Николай Гарин-Михайловский - Детство Тёмы (Семейная хроника - 1)
- Ну, вот и садись, - проговорил Иван Иванович и, постояв еще мгновение, вышел из класса.
Тёма пошел скрепя сердце на последнюю скамейку. Из рассказов отца он знал, что там сидят самые лентяи, но делать было нечего.
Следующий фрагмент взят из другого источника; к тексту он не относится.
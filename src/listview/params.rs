//! Request parameters derived from a [`QueryState`] and an entity's field tables.

use super::query_state::QueryState;

/// Maps a display-side name to the backend's name for the same field
#[derive(Debug, Clone, Copy, PartialEq, Eq)]
pub struct FieldMap {
  pub display: &'static str,
  pub backend: &'static str,
}

impl FieldMap {
  pub const fn new(display: &'static str, backend: &'static str) -> Self {
    Self { display, backend }
  }
}

/// Per-entity parameters of a list view controller
#[derive(Debug, Clone, Copy)]
pub struct ListConfig {
  /// Entity namespace, also the cache key prefix (e.g. "students")
  pub namespace: &'static str,
  /// Sortable display keys and the backend `sort_by` value for each
  pub sort_fields: &'static [FieldMap],
  /// Filter names and the backend query parameter for each
  pub filter_fields: &'static [FieldMap],
}

impl ListConfig {
  /// Prefix shared by every cache key of this namespace
  pub fn key_prefix(&self) -> String {
    format!("{}_", self.namespace)
  }

  pub fn sort_field(&self, display: &str) -> Option<&'static str> {
    lookup(self.sort_fields, display)
  }

  pub fn filter_param(&self, name: &str) -> Option<&'static str> {
    lookup(self.filter_fields, name)
  }
}

fn lookup(table: &[FieldMap], display: &str) -> Option<&'static str> {
  table
    .iter()
    .find(|f| f.display == display)
    .map(|f| f.backend)
}

/// Parameters handed to the fetch capability for one list request
#[derive(Debug, Clone, PartialEq, Eq, Default)]
pub struct ListParams {
  pub page: u32,
  pub per_page: u32,
  pub search: Option<String>,
  /// Backend field name
  pub sort_by: Option<String>,
  /// "asc" or "desc", present whenever `sort_by` is
  pub order: Option<&'static str>,
  /// Flattened filter values as (backend param, value), sorted
  pub filters: Vec<(String, String)>,
}

impl ListParams {
  pub fn from_state(state: &QueryState, config: &ListConfig) -> Self {
    let (sort_by, order) = match state
      .sort()
      .and_then(|s| config.sort_field(&s.key).map(|field| (field, s.direction)))
    {
      Some((field, direction)) => (Some(field.to_string()), Some(direction.as_param())),
      None => (None, None),
    };

    let mut filters: Vec<(String, String)> = state
      .filters()
      .iter()
      .filter_map(|(name, values)| config.filter_param(name).map(|param| (param, values)))
      .flat_map(|(param, values)| {
        values
          .iter()
          .map(move |value| (param.to_string(), value.clone()))
      })
      .collect();
    filters.sort();

    Self {
      page: state.page(),
      per_page: state.page_size().get(),
      search: (!state.search().is_empty()).then(|| state.search().to_string()),
      sort_by,
      order,
      filters,
    }
  }

  /// Query string pairs in a stable order. Multi-select filters repeat their parameter.
  pub fn query_pairs(&self) -> Vec<(String, String)> {
    let mut pairs = vec![
      ("page".to_string(), self.page.to_string()),
      ("per_page".to_string(), self.per_page.to_string()),
    ];
    if let Some(search) = &self.search {
      pairs.push(("search".to_string(), search.clone()));
    }
    if let (Some(sort_by), Some(order)) = (&self.sort_by, self.order) {
      pairs.push(("sort_by".to_string(), sort_by.clone()));
      pairs.push(("order".to_string(), order.to_string()));
    }
    pairs.extend(self.filters.iter().cloned());
    pairs
  }

  /// Unambiguous text form of every parameter, used as cache key material
  pub fn canonical(&self) -> String {
    self
      .query_pairs()
      .iter()
      .map(|(k, v)| format!("{}:{}={}:{};", k.len(), k, v.len(), v))
      .collect()
  }
}

#[cfg(test)]
mod tests {
  use super::*;
  use crate::listview::query_state::Filters;
  use std::collections::BTreeSet;

  const SORTS: &[FieldMap] = &[
    FieldMap::new("id", "student_id"),
    FieldMap::new("firstname", "first_name"),
  ];
  const FILTERS: &[FieldMap] = &[
    FieldMap::new("year", "year_level"),
    FieldMap::new("gender", "gender"),
  ];
  const CONFIG: ListConfig = ListConfig {
    namespace: "students",
    sort_fields: SORTS,
    filter_fields: FILTERS,
  };

  #[test]
  fn test_default_state_sends_only_paging() {
    let params = ListParams::from_state(&QueryState::default(), &CONFIG);
    assert_eq!(
      params,
      ListParams {
        page: 1,
        per_page: 10,
        ..Default::default()
      }
    );
    assert_eq!(
      params.query_pairs(),
      vec![
        ("page".to_string(), "1".to_string()),
        ("per_page".to_string(), "10".to_string())
      ]
    );
  }

  #[test]
  fn test_sort_key_mapped_to_backend_field() {
    let mut state = QueryState::default();
    state.set_sort("firstname");
    state.set_sort("firstname");
    let params = ListParams::from_state(&state, &CONFIG);
    assert_eq!(params.sort_by.as_deref(), Some("first_name"));
    assert_eq!(params.order, Some("desc"));
  }

  #[test]
  fn test_filters_flattened_and_sorted() {
    let mut state = QueryState::default();
    let mut filters = Filters::new();
    filters.insert(
      "year".into(),
      BTreeSet::from(["3".to_string(), "1".to_string()]),
    );
    filters.insert("gender".into(), BTreeSet::from(["Female".to_string()]));
    state.set_filters(filters);
    state.set_search(" li ");

    let params = ListParams::from_state(&state, &CONFIG);
    assert_eq!(params.search.as_deref(), Some("li"));
    assert_eq!(
      params.filters,
      vec![
        ("gender".to_string(), "Female".to_string()),
        ("year_level".to_string(), "1".to_string()),
        ("year_level".to_string(), "3".to_string()),
      ]
    );
  }

  #[test]
  fn test_canonical_is_unambiguous() {
    let a = ListParams {
      page: 1,
      per_page: 10,
      search: Some("a;b".into()),
      ..Default::default()
    };
    let b = ListParams {
      page: 1,
      per_page: 10,
      search: Some("a".into()),
      filters: vec![("b".into(), String::new())],
      ..Default::default()
    };
    assert_ne!(a.canonical(), b.canonical());
  }
}
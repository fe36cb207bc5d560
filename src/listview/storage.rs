//! Cache storage trait and its session-scoped implementations.
//!
//! Storage is byte oriented: entries arrive already serialized, so backends
//! can be swapped at runtime behind `Arc<dyn CacheStorage>`. None of the
//! backends write to disk, which keeps cached responses scoped to one run.

use rusqlite::{params, Connection, OptionalExtension};
use std::collections::BTreeMap;
use std::sync::{Mutex, MutexGuard};
use thiserror::Error;

#[derive(Debug, Error)]
pub enum CacheError {
  #[error("cache database error: {0}")]
  Sqlite(#[from] rusqlite::Error),

  #[error("cache entry could not be (de)serialized: {0}")]
  Serde(#[from] serde_json::Error),

  #[error("cache lock poisoned")]
  Poisoned,
}

/// Trait for cache storage backends.
pub trait CacheStorage: Send + Sync {
  /// Get the stored bytes for a key.
  fn get(&self, key: &str) -> Result<Option<Vec<u8>>, CacheError>;

  /// Store bytes under a key, replacing any previous value.
  fn put(&self, key: &str, value: &[u8]) -> Result<(), CacheError>;

  /// Remove every key starting with `prefix`, returning how many were removed.
  fn remove_prefix(&self, prefix: &str) -> Result<usize, CacheError>;

  /// Remove everything.
  fn clear(&self) -> Result<(), CacheError>;
}

/// Storage implementation that doesn't cache anything.
/// Used when caching is disabled - all operations are no-ops.
pub struct NoopStorage;

impl CacheStorage for NoopStorage {
  fn get(&self, _key: &str) -> Result<Option<Vec<u8>>, CacheError> {
    Ok(None) // Always miss
  }

  fn put(&self, _key: &str, _value: &[u8]) -> Result<(), CacheError> {
    Ok(()) // Discard
  }

  fn remove_prefix(&self, _prefix: &str) -> Result<usize, CacheError> {
    Ok(0)
  }

  fn clear(&self) -> Result<(), CacheError> {
    Ok(())
  }
}

/// In-process map storage.
#[derive(Default)]
pub struct MemoryStorage {
  entries: Mutex<BTreeMap<String, Vec<u8>>>,
}

impl MemoryStorage {
  pub fn new() -> Self {
    Self::default()
  }

  fn lock(&self) -> Result<MutexGuard<'_, BTreeMap<String, Vec<u8>>>, CacheError> {
    self.entries.lock().map_err(|_| CacheError::Poisoned)
  }
}

impl CacheStorage for MemoryStorage {
  fn get(&self, key: &str) -> Result<Option<Vec<u8>>, CacheError> {
    Ok(self.lock()?.get(key).cloned())
  }

  fn put(&self, key: &str, value: &[u8]) -> Result<(), CacheError> {
    self.lock()?.insert(key.to_string(), value.to_vec());
    Ok(())
  }

  fn remove_prefix(&self, prefix: &str) -> Result<usize, CacheError> {
    let mut entries = self.lock()?;
    // Keys sharing a prefix are contiguous in a BTreeMap
    let doomed: Vec<String> = entries
      .range(prefix.to_string()..)
      .take_while(|(key, _)| key.starts_with(prefix))
      .map(|(key, _)| key.clone())
      .collect();
    for key in &doomed {
      entries.remove(key);
    }
    Ok(doomed.len())
  }

  fn clear(&self) -> Result<(), CacheError> {
    self.lock()?.clear();
    Ok(())
  }
}

/// SQLite-backed storage living in an in-memory database.
pub struct SqliteStorage {
  conn: Mutex<Connection>,
}

/// Schema for the response cache table.
const CACHE_SCHEMA: &str = r#"
CREATE TABLE IF NOT EXISTS response_cache (
    cache_key TEXT PRIMARY KEY,
    body BLOB NOT NULL,
    stored_at TEXT NOT NULL DEFAULT (datetime('now'))
);
"#;

impl SqliteStorage {
  /// Open a fresh in-memory database for this session.
  pub fn open_in_memory() -> Result<Self, CacheError> {
    let conn = Connection::open_in_memory()?;
    conn.execute_batch(CACHE_SCHEMA)?;
    Ok(Self {
      conn: Mutex::new(conn),
    })
  }

  fn lock(&self) -> Result<MutexGuard<'_, Connection>, CacheError> {
    self.conn.lock().map_err(|_| CacheError::Poisoned)
  }
}

impl CacheStorage for SqliteStorage {
  fn get(&self, key: &str) -> Result<Option<Vec<u8>>, CacheError> {
    let conn = self.lock()?;
    let body = conn
      .query_row(
        "SELECT body FROM response_cache WHERE cache_key = ?",
        params![key],
        |row| row.get(0),
      )
      .optional()?;
    Ok(body)
  }

  fn put(&self, key: &str, value: &[u8]) -> Result<(), CacheError> {
    let conn = self.lock()?;
    conn.execute(
      "INSERT OR REPLACE INTO response_cache (cache_key, body, stored_at)
       VALUES (?, ?, datetime('now'))",
      params![key, value],
    )?;
    Ok(())
  }

  fn remove_prefix(&self, prefix: &str) -> Result<usize, CacheError> {
    let conn = self.lock()?;
    // substr comparison instead of LIKE: keys may contain '%' or '_'
    let removed = conn.execute(
      "DELETE FROM response_cache WHERE substr(cache_key, 1, length(?1)) = ?1",
      params![prefix],
    )?;
    Ok(removed)
  }

  fn clear(&self) -> Result<(), CacheError> {
    self.lock()?.execute("DELETE FROM response_cache", [])?;
    Ok(())
  }
}

#[cfg(test)]
mod tests {
  use super::*;

  fn exercise(storage: &dyn CacheStorage) {
    storage.put("students_a", b"1").unwrap();
    storage.put("students_b", b"2").unwrap();
    storage.put("programs_a", b"3").unwrap();
    storage.put("studentsx", b"4").unwrap();

    assert_eq!(storage.get("students_a").unwrap(), Some(b"1".to_vec()));

    storage.put("students_a", b"5").unwrap();
    assert_eq!(storage.get("students_a").unwrap(), Some(b"5".to_vec()));

    assert_eq!(storage.remove_prefix("students_").unwrap(), 2);
    assert_eq!(storage.get("students_a").unwrap(), None);
    assert_eq!(storage.get("students_b").unwrap(), None);
    assert_eq!(storage.get("programs_a").unwrap(), Some(b"3".to_vec()));
    assert_eq!(storage.get("studentsx").unwrap(), Some(b"4".to_vec()));

    storage.clear().unwrap();
    assert_eq!(storage.get("programs_a").unwrap(), None);
  }

  #[test]
  fn test_memory_storage() {
    exercise(&MemoryStorage::new());
  }

  #[test]
  fn test_sqlite_storage() {
    exercise(&SqliteStorage::open_in_memory().unwrap());
  }

  #[test]
  fn test_sqlite_prefix_with_wildcards() {
    let storage = SqliteStorage::open_in_memory().unwrap();
    storage.put("a%_1", b"x").unwrap();
    storage.put("ab_1", b"y").unwrap();
    assert_eq!(storage.remove_prefix("a%_").unwrap(), 1);
    assert!(storage.get("ab_1").unwrap().is_some());
  }

  #[test]
  fn test_noop_storage_always_misses() {
    let storage = NoopStorage;
    storage.put("k", b"v").unwrap();
    assert_eq!(storage.get("k").unwrap(), None);
    assert_eq!(storage.remove_prefix("k").unwrap(), 0);
  }
}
- Сюда! - строго скомандовал высокий, плотный, краснощекий мальчик лет четырнадцати.
Тёму поразил этот верзила, составлявший резкий контраст со всеми остальными ребятишками.
- Полезай! - скомандовал Вахнов и довольно бесцеремонно толкнул Тёму между собой и маленьким черным гимназистом, точно шапкой покрытым мохнатыми, нечесаными волосами.
Из-под этих волос на Тёму сверкнула пара косых черных глаз и снова куда-то скрылась.
Несколько человек бесцеремонно подошли к соседним скамьям и смотрели на конфузившегося, не знавшего куда девать свои руки и ноги Тёму. Из чих особенно впился в Тёму белобрысый некрасивый гимназист Корнев, с заплывшими небольшими глазами, как-то в упор, пренебрежительно и недружелюбно осматривая его. Вахнов, облокотившись локтем о скамейку, подперев щеку рукой, тоже осматривал Тёму сбоку с каким-то бессмысленным любопытством.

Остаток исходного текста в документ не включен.